--- Dataset excerpts ---
=======

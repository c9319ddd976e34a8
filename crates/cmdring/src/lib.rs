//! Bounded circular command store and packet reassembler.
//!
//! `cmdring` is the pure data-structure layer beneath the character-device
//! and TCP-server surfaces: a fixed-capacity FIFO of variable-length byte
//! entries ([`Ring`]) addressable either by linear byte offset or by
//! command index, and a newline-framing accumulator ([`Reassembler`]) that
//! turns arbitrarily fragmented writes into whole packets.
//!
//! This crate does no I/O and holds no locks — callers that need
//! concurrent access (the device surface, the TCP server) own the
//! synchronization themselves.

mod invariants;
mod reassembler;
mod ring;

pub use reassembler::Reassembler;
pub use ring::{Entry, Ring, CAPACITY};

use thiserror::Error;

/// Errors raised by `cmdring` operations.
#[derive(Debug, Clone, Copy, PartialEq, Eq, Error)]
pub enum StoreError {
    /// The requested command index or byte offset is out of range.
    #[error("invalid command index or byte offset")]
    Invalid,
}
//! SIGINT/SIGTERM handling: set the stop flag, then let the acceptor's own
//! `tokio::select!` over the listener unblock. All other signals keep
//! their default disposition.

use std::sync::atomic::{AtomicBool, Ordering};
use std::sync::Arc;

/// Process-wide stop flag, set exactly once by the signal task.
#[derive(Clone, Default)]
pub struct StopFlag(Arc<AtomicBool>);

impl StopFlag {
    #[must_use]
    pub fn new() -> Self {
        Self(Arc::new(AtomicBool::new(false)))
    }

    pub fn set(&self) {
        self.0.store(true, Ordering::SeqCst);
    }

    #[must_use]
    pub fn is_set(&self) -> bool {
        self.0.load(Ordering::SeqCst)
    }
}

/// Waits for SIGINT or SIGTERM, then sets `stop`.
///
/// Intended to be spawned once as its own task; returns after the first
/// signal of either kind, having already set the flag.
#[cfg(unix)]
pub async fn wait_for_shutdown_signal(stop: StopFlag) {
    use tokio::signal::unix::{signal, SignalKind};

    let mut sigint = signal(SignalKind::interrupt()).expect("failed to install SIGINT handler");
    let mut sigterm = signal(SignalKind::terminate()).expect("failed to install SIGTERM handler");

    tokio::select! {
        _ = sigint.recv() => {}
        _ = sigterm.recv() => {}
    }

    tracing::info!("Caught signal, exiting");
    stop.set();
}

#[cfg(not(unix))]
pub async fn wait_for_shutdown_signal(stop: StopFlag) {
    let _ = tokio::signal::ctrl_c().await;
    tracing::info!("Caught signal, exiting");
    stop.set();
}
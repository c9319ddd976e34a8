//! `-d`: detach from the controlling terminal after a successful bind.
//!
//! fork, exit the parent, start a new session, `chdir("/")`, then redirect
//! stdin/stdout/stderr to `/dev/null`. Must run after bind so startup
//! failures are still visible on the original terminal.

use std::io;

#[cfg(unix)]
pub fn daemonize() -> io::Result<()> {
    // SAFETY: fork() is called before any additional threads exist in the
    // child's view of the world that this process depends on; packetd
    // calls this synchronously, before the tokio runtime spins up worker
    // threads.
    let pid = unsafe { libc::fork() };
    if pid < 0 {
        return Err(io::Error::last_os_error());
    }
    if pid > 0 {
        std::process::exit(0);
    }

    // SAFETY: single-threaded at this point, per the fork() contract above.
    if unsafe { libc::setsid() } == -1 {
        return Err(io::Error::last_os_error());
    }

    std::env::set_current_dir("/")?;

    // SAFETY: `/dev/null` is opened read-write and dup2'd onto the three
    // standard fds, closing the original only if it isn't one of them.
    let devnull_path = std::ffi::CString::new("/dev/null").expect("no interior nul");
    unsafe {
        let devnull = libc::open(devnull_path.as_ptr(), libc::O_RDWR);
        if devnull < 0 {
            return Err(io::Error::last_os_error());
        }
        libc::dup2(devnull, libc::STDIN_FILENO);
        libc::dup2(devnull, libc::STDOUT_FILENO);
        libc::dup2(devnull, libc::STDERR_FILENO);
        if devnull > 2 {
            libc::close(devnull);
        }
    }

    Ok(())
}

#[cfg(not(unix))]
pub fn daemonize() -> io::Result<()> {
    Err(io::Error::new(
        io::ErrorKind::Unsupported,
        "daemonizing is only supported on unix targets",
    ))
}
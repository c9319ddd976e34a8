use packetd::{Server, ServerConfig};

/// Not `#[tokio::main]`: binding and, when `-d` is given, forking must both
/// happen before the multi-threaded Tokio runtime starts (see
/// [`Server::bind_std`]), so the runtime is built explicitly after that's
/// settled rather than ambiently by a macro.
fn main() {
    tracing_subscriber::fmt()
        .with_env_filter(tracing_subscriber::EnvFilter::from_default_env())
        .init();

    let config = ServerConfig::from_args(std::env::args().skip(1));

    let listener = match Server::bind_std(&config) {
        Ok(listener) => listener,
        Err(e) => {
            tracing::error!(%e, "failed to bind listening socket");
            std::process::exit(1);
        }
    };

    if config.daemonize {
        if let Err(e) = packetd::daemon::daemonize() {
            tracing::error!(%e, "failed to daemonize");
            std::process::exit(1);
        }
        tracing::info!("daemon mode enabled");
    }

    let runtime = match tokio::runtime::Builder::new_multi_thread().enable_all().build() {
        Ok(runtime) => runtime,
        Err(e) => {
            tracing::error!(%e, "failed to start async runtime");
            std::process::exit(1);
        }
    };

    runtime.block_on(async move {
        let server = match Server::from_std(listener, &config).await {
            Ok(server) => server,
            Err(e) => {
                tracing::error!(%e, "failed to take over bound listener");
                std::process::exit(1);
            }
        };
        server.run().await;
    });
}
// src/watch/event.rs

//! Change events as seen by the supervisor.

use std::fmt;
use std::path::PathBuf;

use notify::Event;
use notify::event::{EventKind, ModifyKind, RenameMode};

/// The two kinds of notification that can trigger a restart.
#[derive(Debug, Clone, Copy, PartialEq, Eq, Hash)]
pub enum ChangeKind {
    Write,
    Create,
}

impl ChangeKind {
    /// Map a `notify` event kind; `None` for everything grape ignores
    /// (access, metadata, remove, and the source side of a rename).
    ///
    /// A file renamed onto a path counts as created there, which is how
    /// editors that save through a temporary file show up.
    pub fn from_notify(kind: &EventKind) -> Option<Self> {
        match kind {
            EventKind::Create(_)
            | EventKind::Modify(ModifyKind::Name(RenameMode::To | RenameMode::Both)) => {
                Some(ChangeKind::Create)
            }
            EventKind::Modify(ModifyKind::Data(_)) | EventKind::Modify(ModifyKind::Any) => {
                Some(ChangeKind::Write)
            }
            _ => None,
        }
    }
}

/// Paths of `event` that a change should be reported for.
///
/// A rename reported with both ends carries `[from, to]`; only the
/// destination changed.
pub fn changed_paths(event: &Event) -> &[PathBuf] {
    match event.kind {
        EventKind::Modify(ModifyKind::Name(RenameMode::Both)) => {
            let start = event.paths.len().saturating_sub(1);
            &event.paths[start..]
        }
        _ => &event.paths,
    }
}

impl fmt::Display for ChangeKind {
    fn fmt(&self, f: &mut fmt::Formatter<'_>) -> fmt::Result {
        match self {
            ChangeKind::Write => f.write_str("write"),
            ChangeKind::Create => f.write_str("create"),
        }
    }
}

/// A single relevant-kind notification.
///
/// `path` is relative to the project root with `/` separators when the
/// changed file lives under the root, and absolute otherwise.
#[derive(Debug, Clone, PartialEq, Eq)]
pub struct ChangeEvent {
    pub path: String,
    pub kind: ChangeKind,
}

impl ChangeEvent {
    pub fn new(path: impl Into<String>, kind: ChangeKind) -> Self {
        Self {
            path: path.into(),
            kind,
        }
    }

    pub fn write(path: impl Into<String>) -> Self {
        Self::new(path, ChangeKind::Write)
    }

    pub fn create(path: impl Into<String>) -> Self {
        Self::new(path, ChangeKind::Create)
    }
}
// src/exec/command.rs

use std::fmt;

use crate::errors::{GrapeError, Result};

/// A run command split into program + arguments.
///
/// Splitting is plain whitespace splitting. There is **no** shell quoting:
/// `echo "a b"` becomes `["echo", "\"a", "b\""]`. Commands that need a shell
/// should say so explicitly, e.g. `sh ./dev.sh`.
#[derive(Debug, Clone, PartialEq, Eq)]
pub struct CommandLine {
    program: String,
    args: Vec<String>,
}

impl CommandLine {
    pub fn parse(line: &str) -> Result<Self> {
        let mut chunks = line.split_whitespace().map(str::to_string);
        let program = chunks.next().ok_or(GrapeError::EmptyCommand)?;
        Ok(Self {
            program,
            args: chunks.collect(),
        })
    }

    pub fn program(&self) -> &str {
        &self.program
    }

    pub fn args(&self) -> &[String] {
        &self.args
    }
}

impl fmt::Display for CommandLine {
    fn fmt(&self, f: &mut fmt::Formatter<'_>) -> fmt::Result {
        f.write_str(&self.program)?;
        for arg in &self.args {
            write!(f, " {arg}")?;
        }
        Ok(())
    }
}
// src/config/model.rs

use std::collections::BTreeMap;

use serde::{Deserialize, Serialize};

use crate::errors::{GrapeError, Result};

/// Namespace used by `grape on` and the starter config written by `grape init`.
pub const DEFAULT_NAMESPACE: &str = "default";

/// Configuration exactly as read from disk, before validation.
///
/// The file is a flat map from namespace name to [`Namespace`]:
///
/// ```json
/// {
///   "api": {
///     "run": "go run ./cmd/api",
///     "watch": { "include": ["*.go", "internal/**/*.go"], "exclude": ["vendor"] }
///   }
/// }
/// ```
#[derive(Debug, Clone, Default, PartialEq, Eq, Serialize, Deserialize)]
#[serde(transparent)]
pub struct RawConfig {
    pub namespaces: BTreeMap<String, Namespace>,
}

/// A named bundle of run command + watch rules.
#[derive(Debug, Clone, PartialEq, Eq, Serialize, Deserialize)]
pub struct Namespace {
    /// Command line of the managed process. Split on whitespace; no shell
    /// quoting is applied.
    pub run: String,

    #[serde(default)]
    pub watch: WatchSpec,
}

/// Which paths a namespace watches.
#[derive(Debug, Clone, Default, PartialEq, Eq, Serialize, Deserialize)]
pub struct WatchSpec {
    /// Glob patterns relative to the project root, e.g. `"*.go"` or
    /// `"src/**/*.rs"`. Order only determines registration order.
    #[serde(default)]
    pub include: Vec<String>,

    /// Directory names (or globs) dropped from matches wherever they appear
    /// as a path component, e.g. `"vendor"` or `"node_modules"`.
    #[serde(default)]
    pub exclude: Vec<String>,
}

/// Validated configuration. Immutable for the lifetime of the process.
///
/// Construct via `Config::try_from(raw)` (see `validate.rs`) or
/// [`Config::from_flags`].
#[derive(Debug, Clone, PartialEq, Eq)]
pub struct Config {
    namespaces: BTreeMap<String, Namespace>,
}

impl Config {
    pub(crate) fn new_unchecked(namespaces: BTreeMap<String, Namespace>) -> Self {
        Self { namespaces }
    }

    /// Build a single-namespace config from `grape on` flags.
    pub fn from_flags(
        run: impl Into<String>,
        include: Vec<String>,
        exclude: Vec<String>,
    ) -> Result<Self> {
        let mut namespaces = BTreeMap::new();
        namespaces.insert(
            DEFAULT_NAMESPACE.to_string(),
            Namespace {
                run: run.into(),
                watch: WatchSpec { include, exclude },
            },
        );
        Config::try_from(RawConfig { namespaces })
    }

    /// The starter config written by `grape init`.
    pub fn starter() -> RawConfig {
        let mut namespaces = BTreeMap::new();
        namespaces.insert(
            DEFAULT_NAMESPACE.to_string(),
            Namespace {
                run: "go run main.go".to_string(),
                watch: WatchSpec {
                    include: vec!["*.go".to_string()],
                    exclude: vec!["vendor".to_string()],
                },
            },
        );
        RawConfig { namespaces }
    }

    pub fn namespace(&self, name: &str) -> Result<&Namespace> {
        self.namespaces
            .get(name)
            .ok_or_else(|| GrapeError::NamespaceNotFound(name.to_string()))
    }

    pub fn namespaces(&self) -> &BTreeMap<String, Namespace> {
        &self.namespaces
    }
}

=======

--- What the task asks ---
Among the entries above, the line containing "one of them.", the line containing "if let Err(e)", and all lines between them are to be restated word for word; nothing else belongs in the reply.

--- Response to this task ---
    // standard fds, closing the original only if it isn't one of them.
    let devnull_path = std::ffi::CString::new("/dev/null").expect("no interior nul");
    unsafe {
        let devnull = libc::open(devnull_path.as_ptr(), libc::O_RDWR);
        if devnull < 0 {
            return Err(io::Error::last_os_error());
        }
        libc::dup2(devnull, libc::STDIN_FILENO);
        libc::dup2(devnull, libc::STDOUT_FILENO);
        libc::dup2(devnull, libc::STDERR_FILENO);
        if devnull > 2 {
            libc::close(devnull);
        }
    }

    Ok(())
}

#[cfg(not(unix))]
pub fn daemonize() -> io::Result<()> {
    Err(io::Error::new(
        io::ErrorKind::Unsupported,
        "daemonizing is only supported on unix targets",
    ))
}
repository c9319ddd976e34a8
use packetd::{Server, ServerConfig};

/// Not `#[tokio::main]`: binding and, when `-d` is given, forking must both
/// happen before the multi-threaded Tokio runtime starts (see
/// [`Server::bind_std`]), so the runtime is built explicitly after that's
/// settled rather than ambiently by a macro.
fn main() {
    tracing_subscriber::fmt()
        .with_env_filter(tracing_subscriber::EnvFilter::from_default_env())
        .init();

    let config = ServerConfig::from_args(std::env::args().skip(1));

    let listener = match Server::bind_std(&config) {
        Ok(listener) => listener,
        Err(e) => {
            tracing::error!(%e, "failed to bind listening socket");
            std::process::exit(1);
        }
    };

    if config.daemonize {
        if let Err(e) = packetd::daemon::daemonize() {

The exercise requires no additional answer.